### [Exercise aim]
Since only the total is wanted, give the number of lines in the listing below that hold the string "DatasetLoader" and add nothing.
[Start of Attachment]
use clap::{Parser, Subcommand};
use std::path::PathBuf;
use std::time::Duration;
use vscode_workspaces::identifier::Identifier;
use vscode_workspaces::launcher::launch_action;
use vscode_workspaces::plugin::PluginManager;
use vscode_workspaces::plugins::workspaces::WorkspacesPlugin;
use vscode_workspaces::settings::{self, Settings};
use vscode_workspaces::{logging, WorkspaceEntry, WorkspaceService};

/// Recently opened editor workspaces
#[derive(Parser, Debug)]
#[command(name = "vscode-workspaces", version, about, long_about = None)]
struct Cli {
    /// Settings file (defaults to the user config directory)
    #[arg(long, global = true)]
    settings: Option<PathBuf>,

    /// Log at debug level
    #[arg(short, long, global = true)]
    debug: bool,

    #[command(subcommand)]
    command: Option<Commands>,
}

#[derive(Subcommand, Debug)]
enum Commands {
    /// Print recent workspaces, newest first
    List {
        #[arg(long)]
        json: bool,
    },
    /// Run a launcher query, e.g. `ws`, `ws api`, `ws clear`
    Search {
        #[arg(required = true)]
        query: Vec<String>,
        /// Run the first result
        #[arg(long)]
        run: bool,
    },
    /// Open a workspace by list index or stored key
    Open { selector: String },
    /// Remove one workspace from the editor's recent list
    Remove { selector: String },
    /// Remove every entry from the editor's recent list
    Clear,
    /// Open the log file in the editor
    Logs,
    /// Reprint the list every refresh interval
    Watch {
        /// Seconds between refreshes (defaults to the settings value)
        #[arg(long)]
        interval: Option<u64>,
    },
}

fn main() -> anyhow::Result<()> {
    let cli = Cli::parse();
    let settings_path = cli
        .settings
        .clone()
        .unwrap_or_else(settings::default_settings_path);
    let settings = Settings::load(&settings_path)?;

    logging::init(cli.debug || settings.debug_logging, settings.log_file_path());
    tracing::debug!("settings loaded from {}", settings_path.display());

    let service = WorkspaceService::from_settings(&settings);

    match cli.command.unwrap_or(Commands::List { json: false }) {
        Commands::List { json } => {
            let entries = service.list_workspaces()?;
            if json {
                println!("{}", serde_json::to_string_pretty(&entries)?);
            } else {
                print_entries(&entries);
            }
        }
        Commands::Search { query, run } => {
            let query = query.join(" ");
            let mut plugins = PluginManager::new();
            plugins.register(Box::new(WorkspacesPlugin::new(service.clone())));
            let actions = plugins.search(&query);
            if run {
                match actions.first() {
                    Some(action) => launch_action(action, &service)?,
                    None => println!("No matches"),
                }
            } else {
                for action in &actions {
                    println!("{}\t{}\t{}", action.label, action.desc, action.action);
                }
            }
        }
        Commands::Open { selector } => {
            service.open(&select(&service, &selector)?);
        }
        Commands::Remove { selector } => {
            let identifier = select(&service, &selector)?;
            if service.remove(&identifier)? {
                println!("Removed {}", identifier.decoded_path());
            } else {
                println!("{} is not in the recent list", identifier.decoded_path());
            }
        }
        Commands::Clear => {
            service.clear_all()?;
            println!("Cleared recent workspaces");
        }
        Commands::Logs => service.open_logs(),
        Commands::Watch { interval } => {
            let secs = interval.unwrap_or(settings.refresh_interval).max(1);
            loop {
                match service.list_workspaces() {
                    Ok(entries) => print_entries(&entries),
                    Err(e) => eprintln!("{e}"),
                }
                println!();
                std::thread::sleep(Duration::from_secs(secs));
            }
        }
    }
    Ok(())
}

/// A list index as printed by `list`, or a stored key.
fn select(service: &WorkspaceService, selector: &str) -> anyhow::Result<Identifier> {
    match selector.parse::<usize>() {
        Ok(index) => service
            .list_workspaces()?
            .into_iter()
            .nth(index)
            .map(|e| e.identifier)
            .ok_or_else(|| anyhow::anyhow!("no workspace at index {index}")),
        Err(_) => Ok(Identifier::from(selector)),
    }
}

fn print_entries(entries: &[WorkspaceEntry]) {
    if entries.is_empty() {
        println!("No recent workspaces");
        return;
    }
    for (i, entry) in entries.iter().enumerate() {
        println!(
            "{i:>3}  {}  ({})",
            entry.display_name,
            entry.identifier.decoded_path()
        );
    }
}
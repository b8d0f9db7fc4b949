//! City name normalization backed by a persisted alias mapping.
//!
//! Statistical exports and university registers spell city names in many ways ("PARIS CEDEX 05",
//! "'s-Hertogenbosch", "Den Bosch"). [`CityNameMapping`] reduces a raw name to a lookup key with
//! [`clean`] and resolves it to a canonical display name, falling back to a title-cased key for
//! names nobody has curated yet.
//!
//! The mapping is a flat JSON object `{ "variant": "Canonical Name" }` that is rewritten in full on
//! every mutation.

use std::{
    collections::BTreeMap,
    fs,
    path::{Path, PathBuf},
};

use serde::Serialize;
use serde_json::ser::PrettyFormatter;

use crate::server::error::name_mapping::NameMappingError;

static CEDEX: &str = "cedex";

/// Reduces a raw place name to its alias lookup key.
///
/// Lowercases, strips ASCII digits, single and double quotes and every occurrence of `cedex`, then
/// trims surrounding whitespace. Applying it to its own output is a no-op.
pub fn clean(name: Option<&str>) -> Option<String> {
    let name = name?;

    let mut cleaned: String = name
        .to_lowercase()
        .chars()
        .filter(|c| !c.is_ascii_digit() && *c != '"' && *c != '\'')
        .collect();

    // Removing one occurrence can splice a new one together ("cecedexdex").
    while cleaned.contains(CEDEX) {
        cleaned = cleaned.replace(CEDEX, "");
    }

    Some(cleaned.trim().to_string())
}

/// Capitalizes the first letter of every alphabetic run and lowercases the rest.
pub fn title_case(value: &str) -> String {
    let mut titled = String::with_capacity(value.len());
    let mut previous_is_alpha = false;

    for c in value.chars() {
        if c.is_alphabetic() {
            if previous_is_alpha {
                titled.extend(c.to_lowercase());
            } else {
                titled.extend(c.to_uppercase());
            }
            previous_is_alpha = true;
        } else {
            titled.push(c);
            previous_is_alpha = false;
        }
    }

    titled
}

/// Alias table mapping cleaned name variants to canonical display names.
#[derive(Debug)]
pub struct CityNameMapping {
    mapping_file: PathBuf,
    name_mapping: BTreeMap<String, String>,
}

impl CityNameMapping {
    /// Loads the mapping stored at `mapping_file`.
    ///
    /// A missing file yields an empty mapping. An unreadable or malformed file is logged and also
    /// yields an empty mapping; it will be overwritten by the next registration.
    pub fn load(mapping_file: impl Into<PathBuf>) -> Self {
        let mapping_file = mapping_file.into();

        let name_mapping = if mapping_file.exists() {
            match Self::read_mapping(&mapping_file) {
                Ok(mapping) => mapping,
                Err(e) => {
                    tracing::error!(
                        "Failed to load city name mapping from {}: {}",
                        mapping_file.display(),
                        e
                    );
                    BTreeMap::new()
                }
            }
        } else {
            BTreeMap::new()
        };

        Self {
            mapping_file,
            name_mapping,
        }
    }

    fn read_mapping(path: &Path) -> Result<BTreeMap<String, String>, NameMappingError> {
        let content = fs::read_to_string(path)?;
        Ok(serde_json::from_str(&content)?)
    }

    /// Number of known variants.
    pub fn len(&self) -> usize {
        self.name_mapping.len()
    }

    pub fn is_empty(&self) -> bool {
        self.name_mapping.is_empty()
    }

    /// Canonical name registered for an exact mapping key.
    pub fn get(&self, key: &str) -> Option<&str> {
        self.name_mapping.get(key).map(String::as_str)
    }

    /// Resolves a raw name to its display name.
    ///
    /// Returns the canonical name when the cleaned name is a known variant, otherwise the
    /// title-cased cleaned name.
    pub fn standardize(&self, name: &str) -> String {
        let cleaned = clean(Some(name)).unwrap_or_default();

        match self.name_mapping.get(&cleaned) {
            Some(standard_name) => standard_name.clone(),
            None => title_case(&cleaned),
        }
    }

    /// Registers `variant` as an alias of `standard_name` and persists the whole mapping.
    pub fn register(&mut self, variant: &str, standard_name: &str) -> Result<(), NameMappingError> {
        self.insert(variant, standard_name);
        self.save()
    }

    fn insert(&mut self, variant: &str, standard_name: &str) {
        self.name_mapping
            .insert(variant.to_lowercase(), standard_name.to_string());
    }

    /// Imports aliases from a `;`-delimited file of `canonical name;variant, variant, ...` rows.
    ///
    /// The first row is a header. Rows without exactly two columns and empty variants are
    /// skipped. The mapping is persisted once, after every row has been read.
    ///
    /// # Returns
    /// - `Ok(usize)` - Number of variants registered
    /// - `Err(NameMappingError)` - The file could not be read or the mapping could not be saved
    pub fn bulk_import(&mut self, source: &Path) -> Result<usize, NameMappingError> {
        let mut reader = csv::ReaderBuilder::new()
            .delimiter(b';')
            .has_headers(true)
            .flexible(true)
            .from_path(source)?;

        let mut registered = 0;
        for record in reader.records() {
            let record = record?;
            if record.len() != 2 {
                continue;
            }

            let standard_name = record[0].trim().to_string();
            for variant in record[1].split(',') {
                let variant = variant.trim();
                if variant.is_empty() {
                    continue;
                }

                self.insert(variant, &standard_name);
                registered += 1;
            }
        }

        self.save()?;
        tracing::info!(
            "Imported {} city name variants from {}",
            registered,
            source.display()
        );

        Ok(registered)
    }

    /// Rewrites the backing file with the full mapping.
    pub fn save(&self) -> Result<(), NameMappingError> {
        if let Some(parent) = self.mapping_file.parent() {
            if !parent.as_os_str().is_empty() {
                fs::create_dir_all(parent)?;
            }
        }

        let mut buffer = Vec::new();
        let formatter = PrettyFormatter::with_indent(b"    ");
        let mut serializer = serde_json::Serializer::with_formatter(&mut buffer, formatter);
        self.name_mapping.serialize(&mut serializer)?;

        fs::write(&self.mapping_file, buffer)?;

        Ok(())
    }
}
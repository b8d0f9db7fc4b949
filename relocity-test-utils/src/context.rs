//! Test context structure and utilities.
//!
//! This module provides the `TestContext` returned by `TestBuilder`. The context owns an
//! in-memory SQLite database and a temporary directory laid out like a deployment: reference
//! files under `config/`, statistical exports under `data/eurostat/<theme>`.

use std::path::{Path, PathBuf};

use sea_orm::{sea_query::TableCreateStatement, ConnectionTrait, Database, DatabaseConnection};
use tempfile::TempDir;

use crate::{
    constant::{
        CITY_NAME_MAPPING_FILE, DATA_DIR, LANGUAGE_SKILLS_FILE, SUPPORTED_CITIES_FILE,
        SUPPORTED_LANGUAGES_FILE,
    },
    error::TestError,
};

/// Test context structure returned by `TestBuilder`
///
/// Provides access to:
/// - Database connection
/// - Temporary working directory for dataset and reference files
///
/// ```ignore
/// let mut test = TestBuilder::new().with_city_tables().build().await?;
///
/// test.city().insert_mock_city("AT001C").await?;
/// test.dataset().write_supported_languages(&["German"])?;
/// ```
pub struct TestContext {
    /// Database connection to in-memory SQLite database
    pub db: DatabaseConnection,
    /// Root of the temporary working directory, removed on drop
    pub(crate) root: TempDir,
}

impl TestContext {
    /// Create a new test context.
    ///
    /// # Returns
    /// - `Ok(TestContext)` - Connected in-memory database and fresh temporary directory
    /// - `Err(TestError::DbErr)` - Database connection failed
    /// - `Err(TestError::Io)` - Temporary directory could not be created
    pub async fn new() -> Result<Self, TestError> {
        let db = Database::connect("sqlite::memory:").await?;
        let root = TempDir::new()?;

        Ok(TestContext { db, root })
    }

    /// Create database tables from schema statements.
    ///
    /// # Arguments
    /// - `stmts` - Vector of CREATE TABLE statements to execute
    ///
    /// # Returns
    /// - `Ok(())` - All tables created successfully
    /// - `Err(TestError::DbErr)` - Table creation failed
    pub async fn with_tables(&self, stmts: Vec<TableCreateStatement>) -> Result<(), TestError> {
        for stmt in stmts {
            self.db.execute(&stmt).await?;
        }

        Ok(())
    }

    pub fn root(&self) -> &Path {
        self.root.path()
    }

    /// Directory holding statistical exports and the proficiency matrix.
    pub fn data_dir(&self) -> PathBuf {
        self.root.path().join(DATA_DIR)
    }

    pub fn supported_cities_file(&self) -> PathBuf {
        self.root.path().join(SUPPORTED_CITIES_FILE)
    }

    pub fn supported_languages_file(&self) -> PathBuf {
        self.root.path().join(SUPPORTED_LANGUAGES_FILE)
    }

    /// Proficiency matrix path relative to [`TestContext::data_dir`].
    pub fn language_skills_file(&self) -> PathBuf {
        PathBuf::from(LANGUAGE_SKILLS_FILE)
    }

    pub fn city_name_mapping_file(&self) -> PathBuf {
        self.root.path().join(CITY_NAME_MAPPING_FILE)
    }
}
[End of Attachment]
[Start of Attachment]
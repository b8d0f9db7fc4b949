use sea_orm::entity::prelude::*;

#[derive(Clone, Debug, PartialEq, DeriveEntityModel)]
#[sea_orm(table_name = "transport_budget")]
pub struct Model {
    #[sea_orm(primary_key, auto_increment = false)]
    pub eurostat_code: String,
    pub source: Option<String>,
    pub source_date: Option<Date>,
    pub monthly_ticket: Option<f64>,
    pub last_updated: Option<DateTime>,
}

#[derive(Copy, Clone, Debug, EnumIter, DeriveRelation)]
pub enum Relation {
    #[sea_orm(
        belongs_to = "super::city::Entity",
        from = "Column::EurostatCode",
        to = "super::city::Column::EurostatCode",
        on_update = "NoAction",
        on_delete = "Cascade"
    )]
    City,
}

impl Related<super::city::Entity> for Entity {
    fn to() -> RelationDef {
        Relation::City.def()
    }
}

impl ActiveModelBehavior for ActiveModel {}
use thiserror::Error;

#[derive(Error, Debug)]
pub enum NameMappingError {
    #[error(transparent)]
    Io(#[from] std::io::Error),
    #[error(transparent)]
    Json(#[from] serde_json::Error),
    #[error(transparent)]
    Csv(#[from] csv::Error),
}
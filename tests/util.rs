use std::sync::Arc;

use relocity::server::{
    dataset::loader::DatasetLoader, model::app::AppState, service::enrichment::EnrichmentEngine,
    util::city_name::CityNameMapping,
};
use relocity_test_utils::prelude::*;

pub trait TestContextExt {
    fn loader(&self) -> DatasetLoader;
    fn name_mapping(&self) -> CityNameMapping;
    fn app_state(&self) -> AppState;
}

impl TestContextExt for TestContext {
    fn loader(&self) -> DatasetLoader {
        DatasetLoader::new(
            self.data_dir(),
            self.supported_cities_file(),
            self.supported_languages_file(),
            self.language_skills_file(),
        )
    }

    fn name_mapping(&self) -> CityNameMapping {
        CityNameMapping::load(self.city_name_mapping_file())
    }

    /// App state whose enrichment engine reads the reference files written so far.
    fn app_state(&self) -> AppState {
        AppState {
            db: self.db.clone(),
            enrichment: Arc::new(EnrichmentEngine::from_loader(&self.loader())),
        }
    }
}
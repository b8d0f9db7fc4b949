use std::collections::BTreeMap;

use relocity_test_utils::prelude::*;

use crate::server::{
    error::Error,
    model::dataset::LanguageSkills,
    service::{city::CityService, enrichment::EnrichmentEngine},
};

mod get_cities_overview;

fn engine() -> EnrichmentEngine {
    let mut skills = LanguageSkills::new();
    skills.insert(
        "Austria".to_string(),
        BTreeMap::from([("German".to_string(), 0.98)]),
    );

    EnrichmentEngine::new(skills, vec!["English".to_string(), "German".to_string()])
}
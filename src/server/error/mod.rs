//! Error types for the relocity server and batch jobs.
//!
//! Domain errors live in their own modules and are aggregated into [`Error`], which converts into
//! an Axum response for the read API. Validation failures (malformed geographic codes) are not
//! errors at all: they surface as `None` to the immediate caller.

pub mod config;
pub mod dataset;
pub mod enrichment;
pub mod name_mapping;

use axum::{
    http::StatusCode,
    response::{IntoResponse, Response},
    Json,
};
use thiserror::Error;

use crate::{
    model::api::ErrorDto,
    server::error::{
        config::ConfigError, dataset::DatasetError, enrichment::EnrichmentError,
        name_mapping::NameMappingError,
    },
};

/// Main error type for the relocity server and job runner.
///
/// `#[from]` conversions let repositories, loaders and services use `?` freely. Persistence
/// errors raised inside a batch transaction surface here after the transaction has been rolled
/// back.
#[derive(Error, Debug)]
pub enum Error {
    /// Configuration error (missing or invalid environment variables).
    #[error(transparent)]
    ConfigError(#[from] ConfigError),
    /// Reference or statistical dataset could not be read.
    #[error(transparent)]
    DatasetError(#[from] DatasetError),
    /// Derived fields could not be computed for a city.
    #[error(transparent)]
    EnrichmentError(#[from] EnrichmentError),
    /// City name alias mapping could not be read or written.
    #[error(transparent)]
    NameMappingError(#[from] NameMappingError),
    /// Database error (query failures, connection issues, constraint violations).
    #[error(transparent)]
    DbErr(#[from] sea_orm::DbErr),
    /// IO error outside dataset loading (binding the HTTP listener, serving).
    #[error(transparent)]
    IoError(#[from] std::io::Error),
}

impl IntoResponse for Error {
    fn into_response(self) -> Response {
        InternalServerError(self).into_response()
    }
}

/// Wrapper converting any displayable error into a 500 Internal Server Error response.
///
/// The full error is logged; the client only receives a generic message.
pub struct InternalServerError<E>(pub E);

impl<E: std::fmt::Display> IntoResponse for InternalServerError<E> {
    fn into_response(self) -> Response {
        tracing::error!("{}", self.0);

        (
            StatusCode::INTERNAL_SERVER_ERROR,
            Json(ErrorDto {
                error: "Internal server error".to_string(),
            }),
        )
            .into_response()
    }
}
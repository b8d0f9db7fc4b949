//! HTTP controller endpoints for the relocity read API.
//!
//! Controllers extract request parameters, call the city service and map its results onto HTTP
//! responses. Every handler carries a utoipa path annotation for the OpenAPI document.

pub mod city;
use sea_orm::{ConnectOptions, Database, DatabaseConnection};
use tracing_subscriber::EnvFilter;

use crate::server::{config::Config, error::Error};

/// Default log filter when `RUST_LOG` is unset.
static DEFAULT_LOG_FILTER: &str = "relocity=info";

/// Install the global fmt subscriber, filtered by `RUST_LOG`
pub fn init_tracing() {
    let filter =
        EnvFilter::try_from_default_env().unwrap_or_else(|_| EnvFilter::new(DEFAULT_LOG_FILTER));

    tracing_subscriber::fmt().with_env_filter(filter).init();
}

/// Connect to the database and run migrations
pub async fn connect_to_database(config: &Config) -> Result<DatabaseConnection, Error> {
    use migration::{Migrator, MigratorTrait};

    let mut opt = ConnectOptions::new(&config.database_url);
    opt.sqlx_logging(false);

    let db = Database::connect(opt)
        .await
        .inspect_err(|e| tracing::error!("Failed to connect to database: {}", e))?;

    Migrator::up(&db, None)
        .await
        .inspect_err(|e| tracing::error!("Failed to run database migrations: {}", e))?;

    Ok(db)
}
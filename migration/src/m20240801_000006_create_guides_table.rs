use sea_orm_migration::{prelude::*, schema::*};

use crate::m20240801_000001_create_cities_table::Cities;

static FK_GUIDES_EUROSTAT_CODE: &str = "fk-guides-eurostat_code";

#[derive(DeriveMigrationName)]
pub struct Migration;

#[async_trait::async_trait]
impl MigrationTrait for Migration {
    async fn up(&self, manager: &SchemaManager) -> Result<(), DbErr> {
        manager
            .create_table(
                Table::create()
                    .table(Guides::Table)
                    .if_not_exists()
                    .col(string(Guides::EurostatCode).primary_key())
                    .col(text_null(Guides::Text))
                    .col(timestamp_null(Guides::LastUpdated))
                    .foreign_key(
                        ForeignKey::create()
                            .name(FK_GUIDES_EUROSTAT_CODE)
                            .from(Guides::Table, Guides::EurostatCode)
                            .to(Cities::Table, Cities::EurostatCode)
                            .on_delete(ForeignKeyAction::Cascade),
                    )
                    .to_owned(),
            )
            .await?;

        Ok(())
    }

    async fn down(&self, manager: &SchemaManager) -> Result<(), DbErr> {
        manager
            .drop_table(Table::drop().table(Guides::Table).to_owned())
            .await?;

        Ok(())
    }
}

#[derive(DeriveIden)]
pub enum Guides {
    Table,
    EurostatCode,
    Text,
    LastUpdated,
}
[End of Attachment]
[Start of Attachment]
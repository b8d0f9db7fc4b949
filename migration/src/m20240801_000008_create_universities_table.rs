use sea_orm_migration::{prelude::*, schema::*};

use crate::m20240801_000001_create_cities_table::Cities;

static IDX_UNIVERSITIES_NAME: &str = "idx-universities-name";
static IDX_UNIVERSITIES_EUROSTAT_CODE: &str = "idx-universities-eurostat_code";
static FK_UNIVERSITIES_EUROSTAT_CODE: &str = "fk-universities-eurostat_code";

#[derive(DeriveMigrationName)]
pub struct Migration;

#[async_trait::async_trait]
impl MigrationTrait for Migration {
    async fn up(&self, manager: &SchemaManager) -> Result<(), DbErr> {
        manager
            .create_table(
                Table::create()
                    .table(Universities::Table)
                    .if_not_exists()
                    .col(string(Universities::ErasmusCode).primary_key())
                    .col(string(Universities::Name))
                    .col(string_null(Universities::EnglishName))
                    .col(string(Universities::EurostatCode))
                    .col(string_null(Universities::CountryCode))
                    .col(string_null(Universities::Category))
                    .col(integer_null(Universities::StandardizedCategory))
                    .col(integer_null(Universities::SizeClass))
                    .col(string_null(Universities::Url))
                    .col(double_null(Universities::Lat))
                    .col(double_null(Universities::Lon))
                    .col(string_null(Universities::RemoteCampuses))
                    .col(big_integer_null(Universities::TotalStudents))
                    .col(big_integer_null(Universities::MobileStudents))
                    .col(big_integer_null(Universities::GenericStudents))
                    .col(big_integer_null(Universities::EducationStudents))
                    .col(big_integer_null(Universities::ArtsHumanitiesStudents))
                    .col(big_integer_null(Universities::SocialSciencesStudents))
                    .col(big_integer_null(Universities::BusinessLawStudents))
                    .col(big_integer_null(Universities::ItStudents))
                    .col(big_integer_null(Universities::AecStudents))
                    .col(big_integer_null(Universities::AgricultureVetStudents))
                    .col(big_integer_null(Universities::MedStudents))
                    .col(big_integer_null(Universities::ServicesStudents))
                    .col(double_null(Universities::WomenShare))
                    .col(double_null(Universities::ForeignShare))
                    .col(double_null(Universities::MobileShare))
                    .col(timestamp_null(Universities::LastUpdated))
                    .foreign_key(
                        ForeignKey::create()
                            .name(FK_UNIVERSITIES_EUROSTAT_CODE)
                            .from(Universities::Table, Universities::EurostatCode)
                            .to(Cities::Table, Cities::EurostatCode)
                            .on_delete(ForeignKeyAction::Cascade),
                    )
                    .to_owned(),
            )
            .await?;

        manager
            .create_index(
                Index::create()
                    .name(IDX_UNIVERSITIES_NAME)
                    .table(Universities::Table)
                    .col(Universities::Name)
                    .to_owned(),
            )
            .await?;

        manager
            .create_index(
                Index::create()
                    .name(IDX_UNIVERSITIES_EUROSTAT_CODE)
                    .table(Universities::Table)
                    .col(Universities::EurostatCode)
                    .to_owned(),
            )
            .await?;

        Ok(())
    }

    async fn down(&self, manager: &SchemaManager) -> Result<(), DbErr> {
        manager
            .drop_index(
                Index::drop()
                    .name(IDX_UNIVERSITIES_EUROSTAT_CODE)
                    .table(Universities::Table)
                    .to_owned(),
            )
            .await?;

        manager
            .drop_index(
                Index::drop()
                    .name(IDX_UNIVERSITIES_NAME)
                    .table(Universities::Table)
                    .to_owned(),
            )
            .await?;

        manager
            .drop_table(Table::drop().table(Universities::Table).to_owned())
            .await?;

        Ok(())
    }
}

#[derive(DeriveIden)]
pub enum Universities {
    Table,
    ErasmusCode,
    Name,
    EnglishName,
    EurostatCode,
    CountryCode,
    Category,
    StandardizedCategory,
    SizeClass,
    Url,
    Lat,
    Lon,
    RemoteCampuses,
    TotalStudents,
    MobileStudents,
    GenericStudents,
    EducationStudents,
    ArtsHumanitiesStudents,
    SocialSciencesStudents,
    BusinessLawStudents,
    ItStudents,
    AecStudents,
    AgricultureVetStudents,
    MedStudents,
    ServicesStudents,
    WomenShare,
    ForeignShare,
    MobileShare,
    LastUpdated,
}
[End of Attachment]
### [Exercise output]
4